Mi chiedo che cosa voglio veramente.

Ho sempre vissuto lontano da mio padre, lontano dall'amore di una famiglia unita. Non ho controllo di me stessa e al liceo ho rischiato diverse volte di ritrovarmi in situazioni drastiche. Nonostante ciò, però, non sono cambiata minimamente e sono ancora la persona egoista di cinque o sei anni fa.

Ho sempre creduto che un giorno qualcuno mi avrebbe salvato dal mio egoismo, ma non ho mai cercato di immaginarmi che tipo di persona fosse. Che sia Sophie, il professor Hutcherson, mia madre o un perfetto sconosciuto, ha una differenza abissale.

Il tipo di rapporto che sto instaurando con lui è maligno per entrambi. È vero che sono maggiorenne, ma lui è comunque un mio professore e non ho la minima intenzione di vivere una cosa così bella tenendola all'oscuro di tutti.

Ancora una volta mi chiedo che cosa voglio.

Sono così egoista che non riesco a dimenticarmi di me neanche per un istante.

Incrocio il suo sguardo e deglutisco pesantemente. I suoi occhi sono in perfetta collisione coi miei e non riesco a controllare i battiti del mio cuore o i miei respiri.

Alla fine prendo una decisione.

Allaccio le mani dietro al suo collo e avvicino le mie labbra alle sue, pensando: io sono una stronza; io non mi innamoro, io provo piacere.

Quando le nostre labbra arrivano quasi a sfiorarsi, mi stacco da lui velocemente e mi allontano. Tenendo lo sguardo basso, sistemo le mie cose, rimettendole nella borsa.

«Eseguirò la scheda e le darò gli esercizi svolti la prossima lezione. Arrivederci professor Hutcherson»

Sotto la sua espressione sgomenta, lascio la biblioteca con un sorriso trionfante.
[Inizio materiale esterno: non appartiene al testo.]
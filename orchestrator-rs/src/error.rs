// orchestrator-rs/src/error.rs

use error_handling::sanitize_message;
use executor::{ExecutionError, ExecutionErrorKind};
use intent_schema::ParseError;
use safety_gate::DecisionReason;
use thiserror::Error;

use crate::presentation::messages;

/// Every way a request can end other than `Done`.
#[derive(Debug, Error)]
pub enum PipelineError {
    #[error("invalid classifier response: {0}")]
    Parse(#[from] ParseError),

    #[error("blocked by safety policy: {0}")]
    SafetyViolation(DecisionReason),

    #[error("cancelled")]
    UserCancelled,

    #[error("execution failed: {0}")]
    Execution(#[from] ExecutionError),

    /// Foreground command failed without printing anything to explain itself
    #[error("command exited with status {}", .exit_code.map_or_else(|| "unknown".to_string(), |c| c.to_string()))]
    CommandFailed { exit_code: Option<i32> },

    #[error("classification service unavailable: {0}")]
    ClassifierUnavailable(String),

    #[error("internal error: {0}")]
    Internal(String),
}

impl PipelineError {
    /// Stable name for logs and the interaction ledger.
    pub fn kind(&self) -> &'static str {
        match self {
            PipelineError::Parse(_) => "parse_error",
            PipelineError::SafetyViolation(_) => "safety_violation",
            PipelineError::UserCancelled => "user_cancelled",
            PipelineError::Execution(e) => e.kind().as_str(),
            PipelineError::CommandFailed { .. } => ExecutionErrorKind::NonZeroExit.as_str(),
            PipelineError::ClassifierUnavailable(_) => "classifier_unavailable",
            PipelineError::Internal(_) => "internal",
        }
    }

    /// Text shown to the operator, with anything secret-looking redacted.
    pub fn user_message(&self) -> String {
        let text = match self {
            PipelineError::Parse(e) => messages::parse_failed(&e.to_string()),
            PipelineError::SafetyViolation(_) => messages::REFUSED.to_string(),
            PipelineError::UserCancelled => messages::CANCELLED.to_string(),
            PipelineError::Execution(e) => messages::execution_failed(&e.to_string()),
            PipelineError::CommandFailed { .. } => messages::execution_failed(&self.to_string()),
            PipelineError::ClassifierUnavailable(e) => messages::classifier_unavailable(e),
            PipelineError::Internal(_) => messages::INTERNAL_ERROR.to_string(),
        };
        sanitize_message(&text)
    }
}

#[cfg(test)]
mod tests {
    use super::*;
    use std::time::Duration;

    #[test]
    fn test_fixed_texts() {
        assert_eq!(
            PipelineError::SafetyViolation(DecisionReason::ActionNotWhitelisted).user_message(),
            "Sorry, that command is not allowed for security reasons."
        );
        assert_eq!(PipelineError::UserCancelled.user_message(), "Command cancelled.");
    }

    #[test]
    fn test_execution_kinds() {
        let err = PipelineError::Execution(ExecutionError::Timeout {
            command: "top".into(),
            timeout: Duration::from_secs(1),
        });
        assert_eq!(err.kind(), "timeout");
        assert!(err.user_message().starts_with("Error executing command: "));

        let failed = PipelineError::CommandFailed { exit_code: Some(2) };
        assert_eq!(failed.kind(), "non_zero_exit");
        assert!(failed.user_message().contains("status 2"));
    }

    #[test]
    fn test_parse_error_message() {
        let err = PipelineError::from(ParseError::MissingDiscriminator);
        assert_eq!(err.kind(), "parse_error");
        assert!(err.user_message().starts_with("Error parsing response: "));
    }

    #[test]
    fn test_unavailable_message_is_sanitized() {
        let err = PipelineError::ClassifierUnavailable(
            "Unauthorized: bad key sk-abcdefghijklmnopqrstuvwx".to_string(),
        );
        assert!(!err.user_message().contains("sk-abcdefghijklmnop"));
    }
}
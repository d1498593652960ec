// llm-client-rs/src/lib.rs
// Client for the external classification service

mod llm_client;
pub mod os;
pub mod prompts;

pub use llm_client::{is_retryable, LLMClient, LLMError, LanguageModel, LlmConfig};
pub use os::detect_os_distro;
pub use prompts::{classification_prompt, summary_prompt, Prompt, REFUSAL_TEXT};
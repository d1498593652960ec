// llm-client-rs/src/os.rs
// Operating system name given to the model

use std::fs;

const OS_RELEASE: &str = "/etc/os-release";

/// Human-readable name of the running operating system.
///
/// `NOVA_OS_DISTRO` wins when set. On Linux the `PRETTY_NAME` from
/// `/etc/os-release` is used, falling back to `"Linux"`.
pub fn detect_os_distro() -> String {
    if let Some(name) = config_rs::env_opt("NOVA_OS_DISTRO") {
        return name;
    }

    match std::env::consts::OS {
        "linux" => fs::read_to_string(OS_RELEASE)
            .ok()
            .and_then(|contents| parse_pretty_name(&contents))
            .unwrap_or_else(|| "Linux".to_string()),
        "macos" => "macOS".to_string(),
        "windows" => "Windows".to_string(),
        other => other.to_string(),
    }
}

/// Extract `PRETTY_NAME` from os-release formatted text.
pub fn parse_pretty_name(contents: &str) -> Option<String> {
    contents
        .lines()
        .filter_map(|line| line.trim().strip_prefix("PRETTY_NAME="))
        .map(|value| value.trim().trim_matches(|c| c == '"' || c == '\'').to_string())
        .find(|value| !value.is_empty())
}
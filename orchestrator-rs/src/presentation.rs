// orchestrator-rs/src/presentation.rs
// Seam between the pipeline and whatever shows results to the operator

use std::fmt;

use crate::state::PipelineState;

/// Who a message is from.
#[derive(Debug, Clone, Copy, PartialEq, Eq, Hash)]
pub enum MessageSource {
    /// Replies and summaries
    Assistant,
    /// Refusals, cancellations and errors
    System,
}

impl fmt::Display for MessageSource {
    fn fmt(&self, f: &mut fmt::Formatter<'_>) -> fmt::Result {
        match self {
            MessageSource::Assistant => f.write_str("Nova"),
            MessageSource::System => f.write_str("System"),
        }
    }
}

/// Receives progress and results for every request.
///
/// Calls for one request arrive in stage order. Calls for different
/// requests may interleave. Implementations must not block.
pub trait PresentationSink: Send + Sync {
    fn on_status_update(&self, request_id: u64, text: &str);

    fn on_state_change(&self, request_id: u64, state: PipelineState);

    /// Called exactly once per request, with the terminal reply.
    fn on_message(&self, request_id: u64, source: MessageSource, text: &str);

    /// Text suitable for speech output. Front-ends without a voice ignore it.
    fn on_speak(&self, _request_id: u64, _text: &str) {}
}

/// Fixed operator-facing texts.
pub mod messages {
    pub const PROCESSING: &str = "Processing your request...";
    pub const AWAITING_CONFIRMATION: &str = "Waiting for confirmation...";
    pub const EXECUTING: &str = "Executing command...";
    pub const READY: &str = "Nova is ready. Type a command or question.";
    pub const REFUSED: &str = "Sorry, that command is not allowed for security reasons.";
    pub const CANCELLED: &str = "Command cancelled.";
    pub const EXECUTED: &str = "Command executed successfully.";
    pub const INTERNAL_ERROR: &str = "Something went wrong while handling that request.";

    pub fn launched_in_background(command_line: &str) -> String {
        format!(
            "The {} command was successfully launched in the background.",
            command_line
        )
    }

    pub fn parse_failed(error: &str) -> String {
        format!("Error parsing response: {}", error)
    }

    pub fn execution_failed(error: &str) -> String {
        format!("Error executing command: {}", error)
    }

    pub fn classifier_unavailable(error: &str) -> String {
        format!("The language service is unavailable: {}", error)
    }
}
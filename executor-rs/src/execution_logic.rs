// executor-rs/src/execution_logic.rs
// Core logic for running approved commands in the foreground or detached

use std::fmt;
use std::io;
use std::time::Duration;

use async_trait::async_trait;
use intent_schema::Action;
use thiserror::Error;
use tokio::time::timeout;

use crate::plan::{ExecutionMode, ExecutionPlan};
use crate::process::{ProcessSpawner, ProcessSpec, TokioSpawner};

/// Failure categories reported to the rest of the pipeline.
#[derive(Debug, Clone, Copy, PartialEq, Eq, Hash)]
pub enum ExecutionErrorKind {
    SpawnFailed,
    Timeout,
    NonZeroExit,
}

impl ExecutionErrorKind {
    pub fn as_str(&self) -> &'static str {
        match self {
            ExecutionErrorKind::SpawnFailed => "spawn_failed",
            ExecutionErrorKind::Timeout => "timeout",
            ExecutionErrorKind::NonZeroExit => "non_zero_exit",
        }
    }
}

impl fmt::Display for ExecutionErrorKind {
    fn fmt(&self, f: &mut fmt::Formatter<'_>) -> fmt::Result {
        f.write_str(self.as_str())
    }
}

/// Errors that end an execution without a usable result.
///
/// A non-zero exit is not an error here: the process ran and its output is
/// returned in [`ExecutionResult`], see [`ExecutionResult::failure_kind`].
#[derive(Error, Debug)]
pub enum ExecutionError {
    #[error("failed to start `{command}`: {source}")]
    SpawnFailed {
        command: String,
        #[source]
        source: io::Error,
    },

    #[error("`{command}` did not finish within {}s", .timeout.as_secs_f64())]
    Timeout { command: String, timeout: Duration },
}

impl ExecutionError {
    pub fn kind(&self) -> ExecutionErrorKind {
        match self {
            ExecutionError::SpawnFailed { .. } => ExecutionErrorKind::SpawnFailed,
            ExecutionError::Timeout { .. } => ExecutionErrorKind::Timeout,
        }
    }
}

/// Outcome of a completed execution.
#[derive(Debug, Clone, PartialEq, Eq)]
pub struct ExecutionResult {
    /// Combined output with terminal escape sequences removed. Always empty
    /// for background launches.
    pub stdout: String,
    /// For background launches this only says the launch succeeded.
    pub exit_succeeded: bool,
    pub exit_code: Option<i32>,
    pub mode: ExecutionMode,
}

impl ExecutionResult {
    fn launched() -> Self {
        Self {
            stdout: String::new(),
            exit_succeeded: true,
            exit_code: None,
            mode: ExecutionMode::Background,
        }
    }

    pub fn failure_kind(&self) -> Option<ExecutionErrorKind> {
        if self.exit_succeeded {
            None
        } else {
            Some(ExecutionErrorKind::NonZeroExit)
        }
    }
}

/// Runs execution plans. The pipeline depends on this seam only.
#[async_trait]
pub trait Execute: Send + Sync {
    async fn execute(
        &self,
        plan: &ExecutionPlan,
        timeout: Duration,
    ) -> Result<ExecutionResult, ExecutionError>;
}

/// Default executor backed by a [`ProcessSpawner`].
#[derive(Debug, Clone, Default)]
pub struct CommandExecutor<S = TokioSpawner> {
    spawner: S,
    dry_run: bool,
}

impl CommandExecutor<TokioSpawner> {
    pub fn new() -> Self {
        Self::with_spawner(TokioSpawner)
    }
}

impl<S: ProcessSpawner> CommandExecutor<S> {
    pub fn with_spawner(spawner: S) -> Self {
        Self {
            spawner,
            dry_run: false,
        }
    }

    /// When enabled nothing is spawned and every plan succeeds with empty output.
    pub fn dry_run(mut self, enabled: bool) -> Self {
        self.dry_run = enabled;
        self
    }

    async fn run_foreground(
        &self,
        plan: &ExecutionPlan,
        spec: &ProcessSpec,
        limit: Duration,
    ) -> Result<ExecutionResult, ExecutionError> {
        let mut handle =
            self.spawner
                .spawn_captured(spec)
                .map_err(|source| ExecutionError::SpawnFailed {
                    command: plan.command_line.clone(),
                    source,
                })?;

        let waited = timeout(limit, handle.wait_with_output()).await;
        let output = match waited {
            Ok(Ok(output)) => output,
            Ok(Err(source)) => {
                return Err(ExecutionError::SpawnFailed {
                    command: plan.command_line.clone(),
                    source,
                })
            }
            Err(_) => {
                tracing::warn!(
                    command = %plan.command_line,
                    timeout_secs = limit.as_secs_f64(),
                    "Command timed out, terminating"
                );
                if let Err(e) = handle.terminate().await {
                    tracing::error!(command = %plan.command_line, error = %e, "Failed to terminate timed out command");
                }
                return Err(ExecutionError::Timeout {
                    command: plan.command_line.clone(),
                    timeout: limit,
                });
            }
        };

        let stdout = clean_output(&output.output);
        tracing::info!(
            command = %plan.command_line,
            exit_code = ?output.exit_code,
            output_bytes = stdout.len(),
            "Command finished"
        );

        Ok(ExecutionResult {
            stdout,
            exit_succeeded: output.success,
            exit_code: output.exit_code,
            mode: ExecutionMode::Foreground,
        })
    }

    fn run_background(
        &self,
        plan: &ExecutionPlan,
        spec: &ProcessSpec,
    ) -> Result<ExecutionResult, ExecutionError> {
        let pid = self
            .spawner
            .spawn_detached(spec)
            .map_err(|source| ExecutionError::SpawnFailed {
                command: plan.command_line.clone(),
                source,
            })?;
        tracing::info!(command = %plan.command_line, pid = ?pid, "Launched detached command");
        Ok(ExecutionResult::launched())
    }
}

#[async_trait]
impl<S: ProcessSpawner> Execute for CommandExecutor<S> {
    async fn execute(
        &self,
        plan: &ExecutionPlan,
        timeout: Duration,
    ) -> Result<ExecutionResult, ExecutionError> {
        // `shutdown` ignores its target
        if plan.action != Action::Shutdown && plan.command_line.is_empty() {
            return Err(ExecutionError::SpawnFailed {
                command: String::new(),
                source: io::Error::new(io::ErrorKind::InvalidInput, "empty command"),
            });
        }

        if self.dry_run {
            tracing::info!(action = %plan.action, command = %plan.command_line, mode = ?plan.mode, "Dry run, not executing");
            return Ok(ExecutionResult {
                stdout: String::new(),
                exit_succeeded: true,
                exit_code: Some(0),
                mode: plan.mode,
            });
        }

        let spec = ProcessSpec::for_plan(plan);
        tracing::debug!(program = %spec.program, args = ?spec.args, "Spawning process");

        match plan.mode {
            ExecutionMode::Foreground => self.run_foreground(plan, &spec, timeout).await,
            ExecutionMode::Background => self.run_background(plan, &spec),
        }
    }
}

fn clean_output(raw: &[u8]) -> String {
    let stripped = strip_ansi_escapes::strip(raw);
    String::from_utf8_lossy(&stripped).into_owned()
}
Mentre attraverso i corridoi, realizzo che ciò che ho appena messo in atto non ha deluso solo il professor Hutcherson, ma anche me. Percepisco un massiccio peso nel petto, all'altezza del cuore, che mi suggerisce qualcosa che in quel momento rifiuto.

Non può essere vero.

E non hointenzione di farlo diventare vero.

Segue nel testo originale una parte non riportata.